C’était un jour paisible de septembre.
Juillet et août avaient été chauds, caniculaires par épisodes.
Les arbres n’avaient reçu aucune goutte d’eau, les figues et le raisin pendaient, presque secs très concentrés en sucre.
Le noyer était fatigué par les attaques de la mouche du brou et ne présentait que des boules noires dont la majeure partie jonchait le sol. Les tomates touchées par la nécrose apicale, dite cul noir, avaient mauvaise mine et cela me désolait. La nature semblait fatiguée et le ciel, dès l’aube, présentait une luminosité inhabituelle.
Je m’étais levé très tôt bien avant tout le monde, il faisait encore nuit. J’attendais la lueur d’une lanterne aurorale, plus blanche que celle d’un crépuscule lorsque le jour levant s’annonça à l’horizon, derrière les montagnes.
J’avais l’impression que le soleil n’était plus à sa place. Les rayons matinaux qui habituellement éclaircissent la partie est du village s’annonçaient vers le sud comme si la terre avait dévié de sa trajectoire. Le quartier était encore endormi, les poules, perchées dans le poulailler gloussaient bizarrement. Les chats harets, qui d’ordinaire fuyaient dès qu’ils me voyaient passer dans le jardin, avaient grimpé au sommet des chênes, collés par deux. Les oiseaux fondaient vers la vallée en lâchant des sifflements aigus à vous glacer le dos. Quelque chose d’étrange se préparait, je gardais mon calme, baignant dans une sérénité totale comme si mon être avait perdu le sens du réel. J’ai toujours rêvé de rencontrer des extraterrestres avant de partir pour un ailleurs inconnu et cette étrangeté qui se dessinait convenait à mes désirs.
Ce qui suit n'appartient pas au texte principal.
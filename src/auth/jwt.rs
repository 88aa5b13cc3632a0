use axum::extract::FromRef;
use jsonwebtoken::{
    decode, encode, errors::ErrorKind, Algorithm, DecodingKey, EncodingKey, Header, Validation,
};
use time::OffsetDateTime;
use tracing::{debug, warn};

use super::claims::Claims;
use crate::{config::JwtConfig, state::AppState, users::User};

#[derive(Debug, Clone, Copy, PartialEq, Eq, thiserror::Error)]
pub enum TokenError {
    #[error("token signature does not match")]
    InvalidSignature,
    #[error("token could not be decoded")]
    InvalidToken,
    #[error("token is older than the allowed age")]
    TokenExpired,
}

/// Signing and verification keys built once from the process secret.
#[derive(Clone)]
pub struct JwtKeys {
    encoding: EncodingKey,
    decoding: DecodingKey,
    issuer: String,
    max_age_months: i32,
}

impl FromRef<AppState> for JwtKeys {
    fn from_ref(state: &AppState) -> Self {
        state.keys.clone()
    }
}

impl JwtKeys {
    pub fn new(config: &JwtConfig) -> Self {
        Self {
            encoding: EncodingKey::from_secret(config.secret.as_bytes()),
            decoding: DecodingKey::from_secret(config.secret.as_bytes()),
            issuer: config.issuer.clone(),
            max_age_months: config.max_age_months,
        }
    }

    pub fn sign(&self, user: &User) -> anyhow::Result<String> {
        self.sign_at(user, OffsetDateTime::now_utc())
    }

    pub fn sign_at(&self, user: &User, now: OffsetDateTime) -> anyhow::Result<String> {
        let claims = Claims {
            iss: self.issuer.clone(),
            sub: user.user_id.clone(),
            nam: user.username.clone(),
            iat: now.unix_timestamp(),
        };
        let token = encode(&Header::new(Algorithm::HS256), &claims, &self.encoding)?;
        debug!(user_id = %user.user_id, "jwt signed");
        Ok(token)
    }

    /// Verify a token and return its subject.
    pub fn verify(&self, token: &str) -> Result<String, TokenError> {
        self.verify_at(token, OffsetDateTime::now_utc())
    }

    pub fn verify_at(&self, token: &str, now: OffsetDateTime) -> Result<String, TokenError> {
        let claims = self.decode_claims(token)?;

        let issued = OffsetDateTime::from_unix_timestamp(claims.iat).map_err(|e| {
            warn!(error = %e, "jwt iat out of range");
            TokenError::InvalidToken
        })?;
        let age = months_between(issued, now);
        if age > self.max_age_months {
            warn!(user_id = %claims.sub, age_months = age, "jwt expired");
            return Err(TokenError::TokenExpired);
        }

        debug!(user_id = %claims.sub, "jwt verified");
        Ok(claims.sub)
    }

    fn decode_claims(&self, token: &str) -> Result<Claims, TokenError> {
        let mut validation = Validation::new(Algorithm::HS256);
        validation.validate_exp = false;
        validation.set_required_spec_claims(&["sub", "iss"]);
        validation.set_issuer(std::slice::from_ref(&self.issuer));

        decode::<Claims>(token, &self.decoding, &validation)
            .map(|data| data.claims)
            .map_err(|e| match e.kind() {
                ErrorKind::InvalidSignature => {
                    warn!("jwt signature mismatch");
                    TokenError::InvalidSignature
                }
                kind => {
                    warn!(error = ?kind, "jwt rejected");
                    TokenError::InvalidToken
                }
            })
    }
}

/// Whole calendar months from `from` to `to`, by UTC year and month only.
pub fn months_between(from: OffsetDateTime, to: OffsetDateTime) -> i32 {
    let from = from.to_offset(time::UtcOffset::UTC);
    let to = to.to_offset(time::UtcOffset::UTC);
    (to.year() - from.year()) * 12 + (u8::from(to.month()) as i32 - u8::from(from.month()) as i32)
}

#[cfg(test)]
mod tests {
    use time::macros::datetime;

    use super::*;
    use crate::config::{DEFAULT_ISSUER, DEFAULT_MAX_AGE_MONTHS};

    fn make_keys(secret: &str) -> JwtKeys {
        JwtKeys::new(&JwtConfig {
            secret: secret.into(),
            issuer: DEFAULT_ISSUER.into(),
            max_age_months: DEFAULT_MAX_AGE_MONTHS,
        })
    }

    fn al() -> User {
        User {
            user_id: "u1".into(),
            username: "al".into(),
            hashed_password: "p".into(),
            email: "a@x.com".into(),
        }
    }

    #[test]
    fn sign_and_verify_returns_subject() {
        let keys = make_keys("dev-secret");
        let token = keys.sign(&al()).expect("sign");
        assert_eq!(keys.verify(&token), Ok("u1".to_string()));
    }

    #[test]
    fn token_carries_expected_claims() {
        let keys = make_keys("dev-secret");
        let issued = datetime!(2024-03-10 08:00 UTC);
        let token = keys.sign_at(&al(), issued).expect("sign");

        let claims = keys.decode_claims(&token).expect("decode");
        assert_eq!(
            claims,
            Claims {
                iss: DEFAULT_ISSUER.into(),
                sub: "u1".into(),
                nam: "al".into(),
                iat: issued.unix_timestamp(),
            }
        );
    }

    #[test]
    fn tampered_signature_is_rejected() {
        let keys = make_keys("dev-secret");
        let token = keys.sign(&al()).expect("sign");

        let (unsigned, signature) = token.rsplit_once('.').unwrap();
        let mut sig: Vec<char> = signature.chars().collect();
        let mid = sig.len() / 2;
        sig[mid] = if sig[mid] == 'A' { 'B' } else { 'A' };
        let tampered = format!("{unsigned}.{}", sig.into_iter().collect::<String>());

        assert_eq!(keys.verify(&tampered), Err(TokenError::InvalidSignature));
    }

    #[test]
    fn token_from_other_secret_is_rejected() {
        let token = make_keys("other-secret").sign(&al()).expect("sign");
        assert_eq!(
            make_keys("dev-secret").verify(&token),
            Err(TokenError::InvalidSignature)
        );
    }

    #[test]
    fn garbage_is_invalid_token() {
        let keys = make_keys("dev-secret");
        assert_eq!(keys.verify("not-a-jwt"), Err(TokenError::InvalidToken));
        assert_eq!(keys.verify(""), Err(TokenError::InvalidToken));
    }

    #[test]
    fn wrong_algorithm_is_invalid_token() {
        let claims = Claims {
            iss: DEFAULT_ISSUER.into(),
            sub: "u1".into(),
            nam: "al".into(),
            iat: OffsetDateTime::now_utc().unix_timestamp(),
        };
        let token = encode(
            &Header::new(Algorithm::HS512),
            &claims,
            &EncodingKey::from_secret(b"dev-secret"),
        )
        .unwrap();
        assert_eq!(
            make_keys("dev-secret").verify(&token),
            Err(TokenError::InvalidToken)
        );
    }

    #[test]
    fn missing_claims_are_invalid_token() {
        let token = encode(
            &Header::new(Algorithm::HS256),
            &serde_json::json!({ "iss": DEFAULT_ISSUER, "sub": "u1" }),
            &EncodingKey::from_secret(b"dev-secret"),
        )
        .unwrap();
        assert_eq!(
            make_keys("dev-secret").verify(&token),
            Err(TokenError::InvalidToken)
        );
    }

    fn sign_raw(payload: serde_json::Value) -> String {
        encode(
            &Header::new(Algorithm::HS256),
            &payload,
            &EncodingKey::from_secret(b"dev-secret"),
        )
        .unwrap()
    }

    #[test]
    fn missing_name_alone_is_invalid_token() {
        let token = sign_raw(serde_json::json!({ "iss": DEFAULT_ISSUER, "sub": "u1", "iat": 0 }));
        assert_eq!(
            make_keys("dev-secret").verify(&token),
            Err(TokenError::InvalidToken)
        );
    }

    #[test]
    fn mistyped_iat_is_invalid_token() {
        let token = sign_raw(serde_json::json!({
            "iss": DEFAULT_ISSUER, "sub": "u1", "nam": "al", "iat": "x"
        }));
        assert_eq!(
            make_keys("dev-secret").verify(&token),
            Err(TokenError::InvalidToken)
        );
    }

    #[test]
    fn out_of_range_iat_is_invalid_token() {
        let token = sign_raw(serde_json::json!({
            "iss": DEFAULT_ISSUER, "sub": "u1", "nam": "al", "iat": i64::MAX
        }));
        assert_eq!(
            make_keys("dev-secret").verify(&token),
            Err(TokenError::InvalidToken)
        );
    }

    #[test]
    fn wrong_issuer_is_invalid_token() {
        let other = JwtKeys::new(&JwtConfig {
            secret: "dev-secret".into(),
            issuer: "someone else".into(),
            max_age_months: DEFAULT_MAX_AGE_MONTHS,
        });
        let token = other.sign(&al()).expect("sign");
        assert_eq!(
            make_keys("dev-secret").verify(&token),
            Err(TokenError::InvalidToken)
        );
    }

    #[test]
    fn seven_months_old_token_is_expired() {
        let keys = make_keys("dev-secret");
        let token = keys
            .sign_at(&al(), datetime!(2024-01-15 12:00 UTC))
            .expect("sign");
        assert_eq!(
            keys.verify_at(&token, datetime!(2024-08-15 12:00 UTC)),
            Err(TokenError::TokenExpired)
        );
    }

    #[test]
    fn five_and_six_months_old_tokens_are_accepted() {
        let keys = make_keys("dev-secret");
        let token = keys
            .sign_at(&al(), datetime!(2024-01-15 12:00 UTC))
            .expect("sign");
        assert!(keys.verify_at(&token, datetime!(2024-06-15 12:00 UTC)).is_ok());
        assert!(keys.verify_at(&token, datetime!(2024-07-31 23:59 UTC)).is_ok());
    }

    #[test]
    fn month_difference_ignores_days() {
        assert_eq!(
            months_between(datetime!(2023-12-31 23:00 UTC), datetime!(2024-01-01 00:00 UTC)),
            1
        );
        assert_eq!(
            months_between(datetime!(2024-01-01 00:00 UTC), datetime!(2024-01-31 23:00 UTC)),
            0
        );
        assert_eq!(
            months_between(datetime!(2023-06-30 00:00 UTC), datetime!(2024-01-01 00:00 UTC)),
            7
        );
    }
}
Les premiers rais sont apparus plein sud. Un disque noir envoyait des lumières irisées à la manière d’un arc en ciel, s’élevait sans à-coups et sans bruit. La nature prenait toutes les teintes d’une palette de peintre aquarelliste. Visiblement ce n’était pas le soleil mais une sorte de boule qui s’approchait inexorablement de mon jardin, s’immobilisant juste au-dessus de moi. Un faisceau lumineux dirigé sur ma tête ne laissait plus aucun doute : j’étais la personne visée.
Un Alien au visage de tomate, entre verdeur et maturité, a d’abord figé mes émotions. J’étais d’un calme sidéral, hypnotisé par la douceur infinie d’un être venu d’ailleurs. Ses gestes paisibles et son regard troublant m’avaient fasciné puis placé sous influence.
Incapable d’émettre la moindre hostilité, j’avais l’impression qu’un envoyé du ciel, descendu directement d’un paradis, venait expressément à ma rencontre.
Les visiteurs avaient circonscrit les environs immédiats de sorte que personne ne pouvait voir ce qui se passait autour de moi. D’un pas lent, le regard profond, l’extraterrestre semblait intrigué par l’état de mes tomates. Il inspecta soigneusement mes plants déjà bien attaqués par le mildiou, s’approcha de moi et d’une voix douce me dit :
– Ne t’inquiète pas, viens avec moi, je vais te montrer comment cultiver ton jardin.
– Tu veux dire bien cultiver ma vie comme mon jardin ?
– Oui, les deux. Tu vois, je suis tomate galactique venue de la galaxie du Sombrero et je connais le secret des solanacées. Tu en auras des juteuses, en équilibre parfait entre le sucre et l’acidité… Viens !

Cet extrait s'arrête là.